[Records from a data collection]
++++

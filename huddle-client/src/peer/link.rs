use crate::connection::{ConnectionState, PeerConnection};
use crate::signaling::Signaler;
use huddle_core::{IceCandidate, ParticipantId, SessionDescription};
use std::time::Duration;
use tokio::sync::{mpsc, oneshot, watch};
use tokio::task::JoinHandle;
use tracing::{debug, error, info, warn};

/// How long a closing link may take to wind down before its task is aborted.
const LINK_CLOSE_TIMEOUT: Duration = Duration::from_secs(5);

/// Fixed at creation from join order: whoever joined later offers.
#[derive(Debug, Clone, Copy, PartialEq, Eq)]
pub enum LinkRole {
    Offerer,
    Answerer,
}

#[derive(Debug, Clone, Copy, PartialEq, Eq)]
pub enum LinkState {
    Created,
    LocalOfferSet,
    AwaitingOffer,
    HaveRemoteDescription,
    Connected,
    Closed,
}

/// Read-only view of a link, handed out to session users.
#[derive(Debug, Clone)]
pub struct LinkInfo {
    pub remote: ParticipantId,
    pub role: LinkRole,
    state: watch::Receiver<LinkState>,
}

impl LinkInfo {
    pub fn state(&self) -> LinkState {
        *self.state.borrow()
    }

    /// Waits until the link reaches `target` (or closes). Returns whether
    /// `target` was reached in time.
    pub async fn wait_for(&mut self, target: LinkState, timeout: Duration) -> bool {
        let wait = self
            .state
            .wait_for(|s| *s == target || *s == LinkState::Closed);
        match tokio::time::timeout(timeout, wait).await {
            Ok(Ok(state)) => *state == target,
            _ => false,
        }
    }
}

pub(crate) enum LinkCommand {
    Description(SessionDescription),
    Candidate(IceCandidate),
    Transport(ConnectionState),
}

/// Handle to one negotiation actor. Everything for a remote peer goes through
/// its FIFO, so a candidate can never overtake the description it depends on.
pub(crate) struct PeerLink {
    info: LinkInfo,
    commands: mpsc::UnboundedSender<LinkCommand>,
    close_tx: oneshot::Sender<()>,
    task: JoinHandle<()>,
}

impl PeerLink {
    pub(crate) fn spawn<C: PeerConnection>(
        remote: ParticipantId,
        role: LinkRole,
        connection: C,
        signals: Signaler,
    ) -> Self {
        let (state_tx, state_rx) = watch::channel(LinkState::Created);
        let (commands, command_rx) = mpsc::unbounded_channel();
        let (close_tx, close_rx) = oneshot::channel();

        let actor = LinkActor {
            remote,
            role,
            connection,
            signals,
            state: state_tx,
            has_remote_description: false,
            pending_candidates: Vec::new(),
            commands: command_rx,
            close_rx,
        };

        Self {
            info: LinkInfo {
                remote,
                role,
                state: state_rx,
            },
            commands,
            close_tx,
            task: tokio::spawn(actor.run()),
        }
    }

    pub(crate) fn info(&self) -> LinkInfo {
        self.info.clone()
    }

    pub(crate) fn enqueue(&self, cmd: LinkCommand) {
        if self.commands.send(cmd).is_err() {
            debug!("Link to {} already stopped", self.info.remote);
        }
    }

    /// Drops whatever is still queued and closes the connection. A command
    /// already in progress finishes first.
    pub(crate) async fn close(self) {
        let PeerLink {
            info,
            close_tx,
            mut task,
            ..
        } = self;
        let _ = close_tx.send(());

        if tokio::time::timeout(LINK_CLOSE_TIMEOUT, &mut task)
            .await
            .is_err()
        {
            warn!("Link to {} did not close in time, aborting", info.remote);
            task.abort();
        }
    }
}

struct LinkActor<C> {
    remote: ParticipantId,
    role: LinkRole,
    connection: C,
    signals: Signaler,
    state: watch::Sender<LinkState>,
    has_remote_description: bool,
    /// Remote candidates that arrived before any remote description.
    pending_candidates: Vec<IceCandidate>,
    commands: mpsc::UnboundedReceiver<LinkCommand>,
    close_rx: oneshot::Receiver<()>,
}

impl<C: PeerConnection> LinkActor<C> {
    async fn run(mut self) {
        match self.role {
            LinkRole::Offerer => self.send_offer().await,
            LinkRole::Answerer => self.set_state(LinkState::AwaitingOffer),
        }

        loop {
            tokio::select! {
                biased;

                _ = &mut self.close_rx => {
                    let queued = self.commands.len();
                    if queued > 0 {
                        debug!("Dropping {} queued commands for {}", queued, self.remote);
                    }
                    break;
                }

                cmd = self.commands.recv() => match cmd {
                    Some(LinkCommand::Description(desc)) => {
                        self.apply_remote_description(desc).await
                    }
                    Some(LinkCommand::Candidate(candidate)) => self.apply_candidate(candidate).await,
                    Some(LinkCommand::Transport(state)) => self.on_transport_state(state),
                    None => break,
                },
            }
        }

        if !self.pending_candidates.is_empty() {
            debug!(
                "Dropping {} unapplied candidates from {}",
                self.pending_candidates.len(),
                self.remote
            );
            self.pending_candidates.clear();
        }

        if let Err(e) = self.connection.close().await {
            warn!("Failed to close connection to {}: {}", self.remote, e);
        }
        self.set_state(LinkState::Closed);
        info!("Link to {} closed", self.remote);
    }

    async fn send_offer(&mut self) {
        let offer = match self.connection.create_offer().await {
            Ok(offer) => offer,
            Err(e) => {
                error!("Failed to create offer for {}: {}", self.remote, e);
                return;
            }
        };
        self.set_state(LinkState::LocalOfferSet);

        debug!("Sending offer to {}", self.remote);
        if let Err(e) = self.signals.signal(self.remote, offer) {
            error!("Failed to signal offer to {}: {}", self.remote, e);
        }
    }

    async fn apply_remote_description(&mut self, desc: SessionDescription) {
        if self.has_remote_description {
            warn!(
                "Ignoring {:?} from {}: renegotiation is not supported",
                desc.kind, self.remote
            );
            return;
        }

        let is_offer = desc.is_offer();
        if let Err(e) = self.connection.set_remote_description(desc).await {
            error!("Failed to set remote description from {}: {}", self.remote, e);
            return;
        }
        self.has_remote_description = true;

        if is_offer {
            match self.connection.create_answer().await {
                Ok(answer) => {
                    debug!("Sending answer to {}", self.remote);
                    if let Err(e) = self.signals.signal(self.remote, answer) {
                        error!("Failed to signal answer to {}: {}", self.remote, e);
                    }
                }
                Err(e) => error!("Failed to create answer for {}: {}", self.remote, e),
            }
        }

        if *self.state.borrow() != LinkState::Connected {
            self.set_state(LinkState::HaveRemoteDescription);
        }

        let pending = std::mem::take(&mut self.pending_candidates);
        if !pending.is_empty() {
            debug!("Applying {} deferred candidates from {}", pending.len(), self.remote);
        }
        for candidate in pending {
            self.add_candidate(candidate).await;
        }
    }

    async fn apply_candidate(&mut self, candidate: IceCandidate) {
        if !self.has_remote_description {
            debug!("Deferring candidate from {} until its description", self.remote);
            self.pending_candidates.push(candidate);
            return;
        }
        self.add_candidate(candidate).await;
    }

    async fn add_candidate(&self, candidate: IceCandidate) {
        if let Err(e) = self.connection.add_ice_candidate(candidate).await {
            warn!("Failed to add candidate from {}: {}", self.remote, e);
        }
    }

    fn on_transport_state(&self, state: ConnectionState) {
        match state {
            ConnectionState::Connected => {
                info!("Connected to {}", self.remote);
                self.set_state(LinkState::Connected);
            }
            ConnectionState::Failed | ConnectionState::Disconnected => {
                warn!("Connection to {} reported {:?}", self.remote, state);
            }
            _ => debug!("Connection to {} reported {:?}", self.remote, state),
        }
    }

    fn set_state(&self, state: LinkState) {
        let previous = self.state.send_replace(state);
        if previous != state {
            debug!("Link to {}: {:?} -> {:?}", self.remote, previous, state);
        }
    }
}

++++

* **EXERCISE AIM**
Scan the records above for lines with the word "LinkRole". Then report how many there are, as a bare number.

* **REPLY**
6